Em 1911, quando automóveis eram um misto entre curiosidade e descoberta, Henry Ford criou a versão mais barata do famoso T, cuja produção se iniciara em 1908. Chamou-se Runabout – ou Roadster e também Commercial Roadster. Levava três pessoas na cabine e possuía um banquinho encarrapitado sobre o eixo traseiro, onde duas pessoas viajavam expostas. Ou, retirado o banquinho, se transformava numa plataforma para pequenas cargas. Era bi-valente e assim foi até 1914, quando a Ford resolveu criar um furgão aberto. Equivalia dizer um picape sem divisão para a cabine, ou um micro ônibus levando os três passageiros do banco frontal e mais seis passageiros, em duas fileiras longitudinais.
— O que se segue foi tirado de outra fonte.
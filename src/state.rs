//! Calculator input state
//!
//! The single mutable record the caller owns. Everything in
//! [`crate::engine::DerivedMetrics`] is recomputed from this on demand.

use serde::{Deserialize, Serialize};

use crate::contracts::{self, Instrument, DEFAULT_SYMBOL};
use crate::error::{CalcError, Result};
use crate::presets::PropFirm;

/// Number of exit legs in the target simulation
pub const TARGET_LEGS: usize = 3;

/// One partial-exit leg: `contracts` closed at `points` of profit
#[derive(Debug, Clone, Copy, PartialEq, Serialize, Deserialize)]
pub struct TargetLeg {
    pub contracts: u32,
    pub points: f64,
}

impl TargetLeg {
    pub const fn new(contracts: u32, points: f64) -> Self {
        Self { contracts, points }
    }
}

/// Multi-target exit overlay
#[derive(Debug, Clone, PartialEq, Serialize, Deserialize)]
pub struct TargetSimulation {
    pub enabled: bool,
    pub legs: [TargetLeg; TARGET_LEGS],
}

impl Default for TargetSimulation {
    fn default() -> Self {
        Self {
            enabled: false,
            legs: [
                TargetLeg::new(0, 10.0),
                TargetLeg::new(0, 20.0),
                TargetLeg::new(0, 40.0),
            ],
        }
    }
}

impl TargetSimulation {
    /// Sum of contracts allocated across all legs (may exceed position size)
    pub fn total_contracts(&self) -> u32 {
        self.legs.iter().map(|l| l.contracts).sum()
    }
}

/// Breakeven-stop overlay
#[derive(Debug, Clone, PartialEq, Serialize, Deserialize)]
#[serde(rename_all = "camelCase")]
pub struct BreakevenSimulation {
    pub enabled: bool,
    /// Profit in points at which the stop moves to entry
    pub trigger_points: f64,
    /// Probability a trade that reaches the trigger still closes as a full win
    pub win_rate: f64,
}

impl Default for BreakevenSimulation {
    fn default() -> Self {
        Self {
            enabled: false,
            trigger_points: 10.0,
            win_rate: 0.30,
        }
    }
}

/// User-supplied trade statistics and account settings
#[derive(Debug, Clone, PartialEq, Serialize, Deserialize)]
#[serde(rename_all = "camelCase")]
pub struct InputState {
    /// Registry symbol, e.g. "MNQ"
    pub contract: String,
    pub winning_trades: u32,
    pub losing_trades: u32,
    /// Average ticks captured on a winner
    pub ticks_gained: f64,
    /// Average ticks given up on a loser
    pub ticks_lost: f64,
    pub num_contracts: u32,
    pub num_accounts: u32,
    pub commission_per_round_trip: f64,

    pub prop_firm: PropFirm,
    pub profit_target: f64,
    pub daily_loss_limit: f64,
    pub max_drawdown: f64,

    /// Projection horizons
    pub trading_days_per_month: u32,
    pub custom_days: u32,

    pub targets: TargetSimulation,
    pub breakeven: BreakevenSimulation,

    pub show_detailed_view: bool,
}

impl Default for InputState {
    fn default() -> Self {
        let instrument = contracts::default_instrument();
        let rules = PropFirm::Custom.rules();
        Self {
            contract: DEFAULT_SYMBOL.to_string(),
            winning_trades: 2,
            losing_trades: 2,
            ticks_gained: 120.0,
            ticks_lost: 68.0,
            num_contracts: 1,
            num_accounts: 1,
            commission_per_round_trip: instrument.default_commission,
            prop_firm: PropFirm::Custom,
            profit_target: rules.profit_target,
            daily_loss_limit: rules.daily_loss_limit,
            max_drawdown: rules.max_drawdown,
            trading_days_per_month: 21,
            custom_days: 235,
            targets: TargetSimulation::default(),
            breakeven: BreakevenSimulation::default(),
            show_detailed_view: false,
        }
    }
}

impl InputState {
    /// Registry entry for the selected contract
    pub fn instrument(&self) -> Result<&'static Instrument> {
        contracts::lookup(&self.contract)
    }

    /// Switch contract and reset commission to that contract's default.
    /// Unknown symbols leave the state untouched.
    pub fn select_contract(&mut self, symbol: &str) -> Result<()> {
        let instrument = contracts::lookup(symbol)?;
        self.contract = instrument.symbol.to_string();
        self.commission_per_round_trip = instrument.default_commission;
        Ok(())
    }

    pub fn total_trades(&self) -> u32 {
        self.winning_trades.saturating_add(self.losing_trades)
    }

    /// Human-readable validation failures; empty when the state is usable.
    pub fn validate(&self) -> Vec<String> {
        let mut errors = Vec::new();

        if contracts::lookup(&self.contract).is_err() {
            errors.push(format!("Unknown contract symbol: {}", self.contract));
        }
        if self.total_trades() == 0 {
            errors.push("Total trades must be greater than zero".to_string());
        }
        if !is_non_negative(self.ticks_gained) {
            errors.push("Ticks gained must be non-negative".to_string());
        }
        if !is_non_negative(self.ticks_lost) {
            errors.push("Ticks lost must be non-negative".to_string());
        }
        if self.num_contracts == 0 {
            errors.push("Number of contracts must be greater than zero".to_string());
        }
        if self.num_accounts == 0 {
            errors.push("Number of accounts must be greater than zero".to_string());
        }
        if !is_non_negative(self.commission_per_round_trip) {
            errors.push("Commission must be non-negative".to_string());
        }
        if !is_non_negative(self.profit_target) {
            errors.push("Profit target must be non-negative".to_string());
        }
        if !is_non_negative(self.daily_loss_limit) {
            errors.push("Daily loss limit must be non-negative".to_string());
        }
        if !is_non_negative(self.max_drawdown) {
            errors.push("Max drawdown must be non-negative".to_string());
        }
        if self.targets.legs.iter().any(|l| !l.points.is_finite()) {
            errors.push("Target points must be finite".to_string());
        }
        if !is_non_negative(self.breakeven.trigger_points) {
            errors.push("Breakeven trigger must be non-negative".to_string());
        }
        if !(0.0..=1.0).contains(&self.breakeven.win_rate) {
            errors.push("Breakeven win rate must be between 0 and 1".to_string());
        }

        errors
    }

    pub fn is_valid(&self) -> bool {
        self.validate().is_empty()
    }

    /// Validation as a `Result`, for callers that want to bail early
    pub fn ensure_valid(&self) -> Result<()> {
        let errors = self.validate();
        if errors.is_empty() {
            Ok(())
        } else {
            Err(CalcError::InvalidInput(errors))
        }
    }
}

fn is_non_negative(value: f64) -> bool {
    value.is_finite() && value >= 0.0
}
Veículo barato, confiável, seus donos inventavam inúmeras aplicações. Em 1917 a Ford incentivou fornecedores a desenvolver caixas específicas para se casar com plataforma paralamas. Era um picape. Fornecedores descobriram o filão e as vendas do Runabout se multiplicaram. Em 1925 a Ford assumiu o fornecimento das caçambas, chamando-o o novo picape de Roadster Pickup.

De lá para cá, a empresa firmou sua vocação e a série F, iniciada em 1948 é recordista mundial de produção e vendas. Da conhecida Ranger, menor dos picapes Ford norte-americanos, já se fizeram mais de 6,5 milhões de unidades.